低コストで且つ影響が大きそうなのは、やはり、メディアではっきりと取り上げることだろう。「正しい情報」の伝達である。

たとえば、みのもんた氏が昼の番組で一、二回取り上げたら、お孫さんのアレルギーを心配するお婆さんからお孫さんのお母さんに電話が殺到するだろう。或いは、もう何度もメディアに取り上げられているかも知れないのだが、「正しい情報」の伝達は価値が高い。たいていの場合、小悪党は、ちょいと光を当てただけで(実名で事実を報じられただけで)、悪事から撤退するものだ。

テレビマンよ、スポンサーのことなど気にしないで、どかんとやってみないか? 視聴者の支持と注目が集まれば、ビジネス的にも十分ペイする可能性はあると思う(もちろん、事実関係に関する周到な調査は必要だが)。

この例を考えてみても、実際におおっぴらに「市場」が形成されていないところでも、個人の損得勘定による行動は発生しており、これを正しくコントロールするためには、こうした経済的な利害を丁寧に明らかにして、対策を組み立てていく必要があることが分かると思う。

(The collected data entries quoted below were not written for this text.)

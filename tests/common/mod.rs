//! Scripted in-memory gateway for coordinator and view tests.
#![allow(dead_code)]

use async_trait::async_trait;
use chrono::{Duration, Utc};
use serde_json::json;
use std::collections::{HashMap, HashSet};
use std::sync::Mutex;
use tokio::sync::Notify;

use mindview::error::GatewayError;
use mindview::gateway::filters::{LlmCallFilters, Page};
use mindview::gateway::{clean_tag, Gateway, GatewayResult, TaskRequest};
use mindview::models::{
    Author, AuthorDetail, AuthorTypeChange, ChatAnswer, ContentItem, ItemDetail, LlmCallPage,
    TaskAck,
};
use mindview::playback::PlaybackLink;

pub struct FakeGateway {
    calls: Mutex<Vec<String>>,
    failing: Mutex<HashSet<&'static str>>,
    author: Mutex<AuthorDetail>,
    items: Mutex<Vec<ContentItem>>,
    details: Mutex<HashMap<String, ItemDetail>>,
    playback: Mutex<HashMap<String, String>>,
    triggered: Mutex<Vec<TaskRequest>>,
    gate_triggers: bool,
    trigger_requested: Notify,
    trigger_gate: Notify,
    slow_item: Option<String>,
    item_requested: Notify,
    item_gate: Notify,
}

fn scripted_failure(op: &str) -> GatewayError {
    GatewayError::Backend {
        status: 500,
        message: format!("{op} failed"),
    }
}

pub fn author_detail() -> AuthorDetail {
    serde_json::from_value(json!({
        "author": {"id": "a1", "name": "Ada", "platform": "bilibili", "author_type": null},
        "latest_report": {
            "id": "r2",
            "content_type": "finance",
            "content": "[观点]short term[风险]leverage",
            "created_at": "2025-03-01T00:00:00"
        },
        "reports": [
            {"id": "r1", "content_type": "finance", "content": "old", "created_at": "2025-01-01T00:00:00"},
            {"id": "r2", "content_type": "finance", "content": "[观点]short term[风险]leverage", "created_at": "2025-03-01T00:00:00"}
        ],
        "status": {
            "total": 9,
            "asr_status": {"ready": 9},
            "summary_status": {"ready": 9},
            "content_quality": {"full": 9}
        }
    }))
    .expect("author fixture")
}

pub fn catalog() -> Vec<ContentItem> {
    serde_json::from_value(json!([
        {"id": "v1", "author_id": "a1", "title": "Rates explained", "asr_status": "ready", "summary_status": "ready", "content_quality": "full"},
        {"id": "v2", "author_id": "a1", "title": "无字幕", "asr_status": "missing", "summary_status": "blocked", "content_quality": "missing"},
        {"id": "v3", "author_id": "a1", "title": "Old upload"}
    ]))
    .expect("catalog fixture")
}

pub fn item_detail(id: &str) -> ItemDetail {
    serde_json::from_value(json!({
        "video": {"id": id, "author_id": "a1", "title": format!("Video {id}"), "asr_status": "ready"},
        "summary": {
            "content": "plain",
            "json_data": {"blocks": [{"type": "heading", "text": "Intro"}, "body text"]},
            "short_json": "{\"summary\": \"tl;dr\", \"keywords\": [\"rates\"]}"
        },
        "segments": [
            {"segment_index": 1, "start_time_ms": 61000, "end_time_ms": 65000, "text": "second"},
            {"segment_index": 0, "start_time_ms": 0, "end_time_ms": 61000, "text": "first"}
        ]
    }))
    .expect("item fixture")
}

impl FakeGateway {
    pub fn new() -> Self {
        let details = ["v1", "v2", "v3"]
            .into_iter()
            .map(|id| (id.to_string(), item_detail(id)))
            .collect();
        let playback = [("v1".to_string(), "https://media.example/v1.mp4".to_string())]
            .into_iter()
            .collect();
        Self {
            calls: Mutex::new(Vec::new()),
            failing: Mutex::new(HashSet::new()),
            author: Mutex::new(author_detail()),
            items: Mutex::new(catalog()),
            details: Mutex::new(details),
            playback: Mutex::new(playback),
            triggered: Mutex::new(Vec::new()),
            gate_triggers: false,
            trigger_requested: Notify::new(),
            trigger_gate: Notify::new(),
            slow_item: None,
            item_requested: Notify::new(),
            item_gate: Notify::new(),
        }
    }

    /// Triggers wait for `release_trigger` before answering.
    pub fn with_gated_triggers(mut self) -> Self {
        self.gate_triggers = true;
        self
    }

    /// `get_item(id)` waits for `release_item` before answering.
    pub fn with_slow_item(mut self, id: &str) -> Self {
        self.slow_item = Some(id.to_string());
        self
    }

    pub fn fail(&self, op: &'static str) {
        self.failing.lock().unwrap().insert(op);
    }

    pub fn heal(&self, op: &'static str) {
        self.failing.lock().unwrap().remove(op);
    }

    pub fn calls(&self) -> Vec<String> {
        self.calls.lock().unwrap().clone()
    }

    pub fn count(&self, op: &str) -> usize {
        self.calls.lock().unwrap().iter().filter(|c| *c == op).count()
    }

    pub fn triggered(&self) -> Vec<TaskRequest> {
        self.triggered.lock().unwrap().clone()
    }

    pub async fn trigger_requested(&self) {
        self.trigger_requested.notified().await
    }

    pub fn release_trigger(&self) {
        self.trigger_gate.notify_one();
    }

    pub async fn item_requested(&self) {
        self.item_requested.notified().await
    }

    pub fn release_item(&self) {
        self.item_gate.notify_one();
    }

    fn record(&self, op: &'static str) -> GatewayResult<()> {
        self.calls.lock().unwrap().push(op.to_string());
        if self.failing.lock().unwrap().contains(op) {
            return Err(scripted_failure(op));
        }
        Ok(())
    }
}

#[async_trait]
impl Gateway for FakeGateway {
    async fn list_authors(&self) -> GatewayResult<Vec<Author>> {
        self.record("list_authors")?;
        Ok(vec![self.author.lock().unwrap().author.clone()])
    }

    async fn get_author(&self, author_id: &str) -> GatewayResult<AuthorDetail> {
        self.record("get_author")?;
        let detail = self.author.lock().unwrap().clone();
        if detail.author.id != author_id {
            return Err(GatewayError::NotFound(format!("Author {author_id}")));
        }
        Ok(detail)
    }

    async fn list_author_items(&self, _author_id: &str) -> GatewayResult<Vec<ContentItem>> {
        self.record("list_author_items")?;
        Ok(self.items.lock().unwrap().clone())
    }

    async fn get_item(&self, item_id: &str) -> GatewayResult<ItemDetail> {
        self.record("get_item")?;
        if self.slow_item.as_deref() == Some(item_id) {
            self.item_requested.notify_one();
            self.item_gate.notified().await;
        }
        self.details
            .lock()
            .unwrap()
            .get(item_id)
            .cloned()
            .ok_or_else(|| GatewayError::NotFound(format!("Video {item_id}")))
    }

    async fn get_playback_link(&self, item_id: &str) -> GatewayResult<Option<PlaybackLink>> {
        self.record("get_playback_link")?;
        let now = Utc::now();
        Ok(self.playback.lock().unwrap().get(item_id).map(|url| PlaybackLink {
            url: url.clone(),
            fetched_at: now,
            expires_at: now + Duration::seconds(3600),
        }))
    }

    async fn set_author_type(
        &self,
        author_id: &str,
        author_type: Option<&str>,
    ) -> GatewayResult<AuthorTypeChange> {
        self.record("set_author_type")?;
        let tag = clean_tag(author_type);
        self.author.lock().unwrap().author.author_type = tag.clone();
        Ok(AuthorTypeChange {
            author_id: author_id.to_string(),
            author_type: tag,
        })
    }

    async fn set_item_type(
        &self,
        item_id: &str,
        content_type: Option<&str>,
    ) -> GatewayResult<ContentItem> {
        self.record("set_item_type")?;
        let mut details = self.details.lock().unwrap();
        let detail = details
            .get_mut(item_id)
            .ok_or_else(|| GatewayError::NotFound(format!("Video {item_id}")))?;
        detail.item.content_type = clean_tag(content_type);
        Ok(detail.item.clone())
    }

    async fn trigger(&self, task: &TaskRequest) -> GatewayResult<TaskAck> {
        self.record("trigger")?;
        self.triggered.lock().unwrap().push(task.clone());
        if self.gate_triggers {
            self.trigger_requested.notify_one();
            self.trigger_gate.notified().await;
        }
        Ok(TaskAck {
            status: Some("queued".to_string()),
            message: None,
            task_id: Some(format!("t{}", self.triggered.lock().unwrap().len())),
        })
    }

    async fn list_llm_calls(&self, _filters: &LlmCallFilters, _page: Page) -> GatewayResult<LlmCallPage> {
        self.record("list_llm_calls")?;
        Ok(LlmCallPage::default())
    }

    async fn ask(&self, query: &str, _author_id: Option<&str>) -> GatewayResult<ChatAnswer> {
        self.record("ask")?;
        Ok(ChatAnswer {
            answer: format!("echo: {query}"),
            citations: Vec::new(),
        })
    }
}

早期離乳食問題でも、単に厚労省の役人の倫理の退廃をなじっても、物事は解決しない。

ところで、我が家には、現在月例4ヶ月の赤ん坊(ほぼ母乳だけで丸々育って8キロ以上ある)がいるから、離乳食問題は他人事ではない。どなたか、正しい情報のソースをご存知の方があれば、ご教示を頂きたいところだ。